→ **INSTRUCTIONS FOR THE TASK**: Show every line in the records below that contains the word "RetrySettings".

Stored items
***

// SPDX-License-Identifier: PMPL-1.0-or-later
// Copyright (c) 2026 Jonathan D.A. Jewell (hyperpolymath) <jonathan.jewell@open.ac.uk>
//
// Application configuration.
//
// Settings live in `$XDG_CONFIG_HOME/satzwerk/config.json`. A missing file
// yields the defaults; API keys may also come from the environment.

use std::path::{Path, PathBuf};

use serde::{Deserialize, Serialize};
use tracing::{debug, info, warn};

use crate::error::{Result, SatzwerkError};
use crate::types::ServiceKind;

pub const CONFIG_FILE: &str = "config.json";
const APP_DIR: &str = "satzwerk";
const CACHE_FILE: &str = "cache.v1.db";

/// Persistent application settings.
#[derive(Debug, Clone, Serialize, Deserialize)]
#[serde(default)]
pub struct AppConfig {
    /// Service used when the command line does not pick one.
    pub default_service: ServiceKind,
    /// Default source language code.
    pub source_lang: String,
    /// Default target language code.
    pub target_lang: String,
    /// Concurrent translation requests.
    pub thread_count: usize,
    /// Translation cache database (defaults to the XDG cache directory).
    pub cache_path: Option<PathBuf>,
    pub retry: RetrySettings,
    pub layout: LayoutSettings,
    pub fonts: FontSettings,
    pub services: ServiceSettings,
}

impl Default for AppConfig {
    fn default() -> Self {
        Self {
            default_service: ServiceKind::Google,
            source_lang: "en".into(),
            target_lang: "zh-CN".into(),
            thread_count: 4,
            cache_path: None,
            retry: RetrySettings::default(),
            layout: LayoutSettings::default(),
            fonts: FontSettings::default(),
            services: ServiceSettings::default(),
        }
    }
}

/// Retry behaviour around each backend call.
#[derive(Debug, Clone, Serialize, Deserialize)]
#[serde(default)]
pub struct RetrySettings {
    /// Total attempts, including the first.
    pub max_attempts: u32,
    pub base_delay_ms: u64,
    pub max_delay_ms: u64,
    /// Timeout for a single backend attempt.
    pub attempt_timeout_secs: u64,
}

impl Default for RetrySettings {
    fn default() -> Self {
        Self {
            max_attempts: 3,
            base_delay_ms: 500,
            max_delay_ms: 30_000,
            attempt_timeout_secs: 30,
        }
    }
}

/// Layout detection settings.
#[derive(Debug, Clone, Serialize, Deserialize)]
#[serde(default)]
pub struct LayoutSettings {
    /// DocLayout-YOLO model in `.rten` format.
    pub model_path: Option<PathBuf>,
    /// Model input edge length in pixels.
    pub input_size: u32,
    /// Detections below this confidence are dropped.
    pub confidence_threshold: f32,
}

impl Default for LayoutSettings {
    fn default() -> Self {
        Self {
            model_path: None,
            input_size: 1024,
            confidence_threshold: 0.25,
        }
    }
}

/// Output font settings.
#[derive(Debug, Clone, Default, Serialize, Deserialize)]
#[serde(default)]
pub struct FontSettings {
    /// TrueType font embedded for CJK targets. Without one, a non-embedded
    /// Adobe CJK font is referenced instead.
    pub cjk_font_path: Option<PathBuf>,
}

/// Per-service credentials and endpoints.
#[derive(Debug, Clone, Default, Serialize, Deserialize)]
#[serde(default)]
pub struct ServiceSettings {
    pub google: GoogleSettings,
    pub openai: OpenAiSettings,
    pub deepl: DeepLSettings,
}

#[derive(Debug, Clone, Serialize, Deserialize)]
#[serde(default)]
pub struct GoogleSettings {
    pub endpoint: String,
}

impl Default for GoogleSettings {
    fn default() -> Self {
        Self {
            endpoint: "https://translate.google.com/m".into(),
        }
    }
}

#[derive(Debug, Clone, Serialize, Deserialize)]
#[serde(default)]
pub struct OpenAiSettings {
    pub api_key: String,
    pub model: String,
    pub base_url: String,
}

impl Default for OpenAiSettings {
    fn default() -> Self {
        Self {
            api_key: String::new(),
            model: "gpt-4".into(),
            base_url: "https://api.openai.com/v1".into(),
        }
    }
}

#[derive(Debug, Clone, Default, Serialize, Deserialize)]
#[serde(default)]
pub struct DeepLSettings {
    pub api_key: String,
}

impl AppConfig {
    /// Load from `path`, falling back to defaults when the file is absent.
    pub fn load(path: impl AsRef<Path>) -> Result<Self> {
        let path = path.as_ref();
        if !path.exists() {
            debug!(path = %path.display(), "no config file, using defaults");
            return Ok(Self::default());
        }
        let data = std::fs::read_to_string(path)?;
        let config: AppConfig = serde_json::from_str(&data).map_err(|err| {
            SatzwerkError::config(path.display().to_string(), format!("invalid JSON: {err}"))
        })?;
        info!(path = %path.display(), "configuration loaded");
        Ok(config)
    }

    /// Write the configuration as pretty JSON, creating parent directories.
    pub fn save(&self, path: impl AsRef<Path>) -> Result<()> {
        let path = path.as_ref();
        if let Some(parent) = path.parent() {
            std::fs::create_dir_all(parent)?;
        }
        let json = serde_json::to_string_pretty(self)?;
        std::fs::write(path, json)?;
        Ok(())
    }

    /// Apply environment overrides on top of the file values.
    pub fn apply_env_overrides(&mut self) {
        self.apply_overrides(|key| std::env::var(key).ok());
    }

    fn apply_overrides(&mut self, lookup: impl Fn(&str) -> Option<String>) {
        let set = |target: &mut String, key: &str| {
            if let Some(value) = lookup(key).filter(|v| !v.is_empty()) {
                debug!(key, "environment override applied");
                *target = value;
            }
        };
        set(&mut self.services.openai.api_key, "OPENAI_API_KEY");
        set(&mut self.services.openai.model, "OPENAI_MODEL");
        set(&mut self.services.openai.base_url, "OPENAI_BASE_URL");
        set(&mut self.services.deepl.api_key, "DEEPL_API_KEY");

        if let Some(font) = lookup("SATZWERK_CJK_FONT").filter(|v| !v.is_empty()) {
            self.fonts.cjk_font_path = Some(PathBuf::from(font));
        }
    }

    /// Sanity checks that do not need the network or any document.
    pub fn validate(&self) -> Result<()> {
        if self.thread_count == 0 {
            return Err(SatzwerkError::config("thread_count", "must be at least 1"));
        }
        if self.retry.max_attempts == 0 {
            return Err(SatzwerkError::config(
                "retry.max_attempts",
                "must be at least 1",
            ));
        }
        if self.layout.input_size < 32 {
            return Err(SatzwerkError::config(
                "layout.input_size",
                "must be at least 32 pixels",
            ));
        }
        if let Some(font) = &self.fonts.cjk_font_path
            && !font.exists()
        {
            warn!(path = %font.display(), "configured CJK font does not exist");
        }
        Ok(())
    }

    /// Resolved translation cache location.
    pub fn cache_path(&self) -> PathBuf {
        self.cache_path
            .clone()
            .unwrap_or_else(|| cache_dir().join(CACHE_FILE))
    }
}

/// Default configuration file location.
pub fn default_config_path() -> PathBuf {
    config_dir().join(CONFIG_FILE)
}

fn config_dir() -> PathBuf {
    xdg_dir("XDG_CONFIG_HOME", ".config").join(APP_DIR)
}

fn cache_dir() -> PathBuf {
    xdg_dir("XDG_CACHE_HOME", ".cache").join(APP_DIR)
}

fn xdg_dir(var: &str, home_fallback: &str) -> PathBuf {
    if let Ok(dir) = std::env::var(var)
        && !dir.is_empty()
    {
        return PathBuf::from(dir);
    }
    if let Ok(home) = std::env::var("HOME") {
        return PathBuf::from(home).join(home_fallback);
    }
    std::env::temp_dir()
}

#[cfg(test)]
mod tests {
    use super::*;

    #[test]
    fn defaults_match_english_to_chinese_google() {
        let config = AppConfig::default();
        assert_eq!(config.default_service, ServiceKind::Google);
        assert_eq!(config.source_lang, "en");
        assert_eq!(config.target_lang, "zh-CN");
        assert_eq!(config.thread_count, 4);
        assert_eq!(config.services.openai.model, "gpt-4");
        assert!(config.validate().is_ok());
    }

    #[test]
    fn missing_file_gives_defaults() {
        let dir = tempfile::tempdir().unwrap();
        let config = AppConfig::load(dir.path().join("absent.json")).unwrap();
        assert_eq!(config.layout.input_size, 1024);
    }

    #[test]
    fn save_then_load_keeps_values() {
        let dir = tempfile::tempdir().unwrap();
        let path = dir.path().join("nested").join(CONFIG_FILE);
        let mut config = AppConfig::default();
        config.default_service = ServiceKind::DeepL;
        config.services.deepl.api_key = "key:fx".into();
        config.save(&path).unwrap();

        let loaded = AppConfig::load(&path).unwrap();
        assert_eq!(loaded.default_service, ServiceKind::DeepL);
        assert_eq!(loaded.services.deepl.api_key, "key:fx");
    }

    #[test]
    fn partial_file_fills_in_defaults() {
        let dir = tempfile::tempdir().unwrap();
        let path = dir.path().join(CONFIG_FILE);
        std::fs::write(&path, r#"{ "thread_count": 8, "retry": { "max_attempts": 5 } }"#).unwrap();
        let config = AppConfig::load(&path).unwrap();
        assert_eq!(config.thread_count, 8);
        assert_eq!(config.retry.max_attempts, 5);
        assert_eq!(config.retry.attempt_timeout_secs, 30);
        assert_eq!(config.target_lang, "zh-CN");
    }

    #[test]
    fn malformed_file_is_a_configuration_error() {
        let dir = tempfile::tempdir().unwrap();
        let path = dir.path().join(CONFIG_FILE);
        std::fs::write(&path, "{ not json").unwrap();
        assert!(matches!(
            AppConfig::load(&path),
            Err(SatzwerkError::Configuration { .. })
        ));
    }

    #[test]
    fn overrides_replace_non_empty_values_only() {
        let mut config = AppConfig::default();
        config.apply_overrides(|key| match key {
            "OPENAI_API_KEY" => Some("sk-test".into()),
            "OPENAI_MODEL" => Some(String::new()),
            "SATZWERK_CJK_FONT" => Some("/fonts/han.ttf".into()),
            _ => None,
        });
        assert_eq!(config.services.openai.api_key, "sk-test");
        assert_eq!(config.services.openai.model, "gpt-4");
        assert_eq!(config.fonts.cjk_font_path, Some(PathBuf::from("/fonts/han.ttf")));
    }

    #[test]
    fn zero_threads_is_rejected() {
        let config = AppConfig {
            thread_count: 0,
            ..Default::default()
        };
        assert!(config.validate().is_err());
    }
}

***

→ **RESPONSE FOR THIS EXERCISE**:
    pub retry: RetrySettings,
            retry: RetrySettings::default(),
pub struct RetrySettings {
impl Default for RetrySettings {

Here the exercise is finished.